At the 1st Annual Latin Grammy Awards, the album was nominated for Best Rock Album.

==Background==
The album was recorded both in Argentina, at studios Circo Beat and Diosa Salvaje, and in United States, where the album was finished, it was produced by the duo with Nico Cota and Sergio Verdinelli having production credits on the tracks "Lo Que Nos Mata" and "Coolo", respectively, the album also features an appearance of Parliament-Funkadelic bass player Bootsy Collins on the track "DJ Droga". The album spawned the singles "Coolo" and "Jennifer del Estero", the former became one of the most successful songs by the duo, the music video for "Coolo" features Nelson de la Rosa, a Dominican actor who was one of the shortest men on earth during his life.

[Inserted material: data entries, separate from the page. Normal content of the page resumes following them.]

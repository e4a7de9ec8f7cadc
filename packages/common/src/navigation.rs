use sprig_reactive::Value;
use std::cell::RefCell;
use std::rc::Rc;
use tracing::trace;

/// Called with the new location after a history move
pub type LocationHandler = Rc<dyn Fn(&str)>;

/// Browser-history abstraction used by `:router` and `:model` links
pub trait Navigator {
    fn location(&self) -> String;

    fn push_state(&self, state: Value, title: &str, url: &str);

    /// Notified on back/forward moves, not on `push_state`
    fn subscribe(&self, handler: LocationHandler);
}

#[derive(Debug, Clone)]
struct Entry {
    url: String,
    state: Value,
}

/// History kept in memory
pub struct MemoryHistory {
    entries: RefCell<Vec<Entry>>,
    index: RefCell<usize>,
    handlers: RefCell<Vec<LocationHandler>>,
}

impl MemoryHistory {
    pub fn new(initial: impl Into<String>) -> Self {
        Self {
            entries: RefCell::new(vec![Entry {
                url: initial.into(),
                state: Value::Null,
            }]),
            index: RefCell::new(0),
            handlers: RefCell::new(Vec::new()),
        }
    }

    pub fn len(&self) -> usize {
        self.entries.borrow().len()
    }

    pub fn is_empty(&self) -> bool {
        self.entries.borrow().is_empty()
    }

    pub fn state(&self) -> Value {
        let index = *self.index.borrow();
        self.entries
            .borrow()
            .get(index)
            .map(|e| e.state.clone())
            .unwrap_or_default()
    }

    pub fn back(&self) -> bool {
        self.go(-1)
    }

    pub fn forward(&self) -> bool {
        self.go(1)
    }

    /// Move `delta` entries; returns false when that leaves the history
    pub fn go(&self, delta: i64) -> bool {
        let target = *self.index.borrow() as i64 + delta;
        if target < 0 || target >= self.len() as i64 {
            return false;
        }
        *self.index.borrow_mut() = target as usize;

        let location = self.location();
        trace!(%location, "history move");
        let handlers = self.handlers.borrow().clone();
        for handler in handlers {
            handler(&location);
        }
        true
    }
}

impl Navigator for MemoryHistory {
    fn location(&self) -> String {
        let index = *self.index.borrow();
        self.entries
            .borrow()
            .get(index)
            .map(|e| e.url.clone())
            .unwrap_or_default()
    }

    fn push_state(&self, state: Value, _title: &str, url: &str) {
        let mut entries = self.entries.borrow_mut();
        let mut index = self.index.borrow_mut();
        entries.truncate(*index + 1);
        entries.push(Entry {
            url: url.to_string(),
            state,
        });
        *index = entries.len() - 1;
    }

    fn subscribe(&self, handler: LocationHandler) {
        self.handlers.borrow_mut().push(handler);
    }
}

impl<T: Navigator + ?Sized> Navigator for Rc<T> {
    fn location(&self) -> String {
        (**self).location()
    }

    fn push_state(&self, state: Value, title: &str, url: &str) {
        (**self).push_state(state, title, url)
    }

    fn subscribe(&self, handler: LocationHandler) {
        (**self).subscribe(handler)
    }
}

References to sex appear throughout the album both in the lyrics of the songs as well as its names, "Guerrilla Sexua" ("Sexual Guerrilla") features the lines "yo solo pretendo probarla, meter mi sexo en su frutilla me alcanza" ("I just want to taste her, to put my sex in her strawberry is enough") while the name for the song "Coolo" is a misspelt way to say "culo" ("ass" or "butt" in Spanish). In comparison to their previous album, Versus (1997), the album is more upbeat and features a wider mix of genres, Spinetta has said that "we needed to make an album like Leche to play live again, Versus was very slow and we wanted to play and break everything, we made Leche by rehearsing with the band, more than half of the lyrics were written in the studio, we wanted the music to permeate the lyrics, it was not like Versus which had a lyrical plan, Leche has its lyrics but its more physical". Following the release of the album the duo said that "it is without a doubt our best album and it happened naturally because we came from slower songs and we wanted to dance so we let ourselves mix rap with funk and soul".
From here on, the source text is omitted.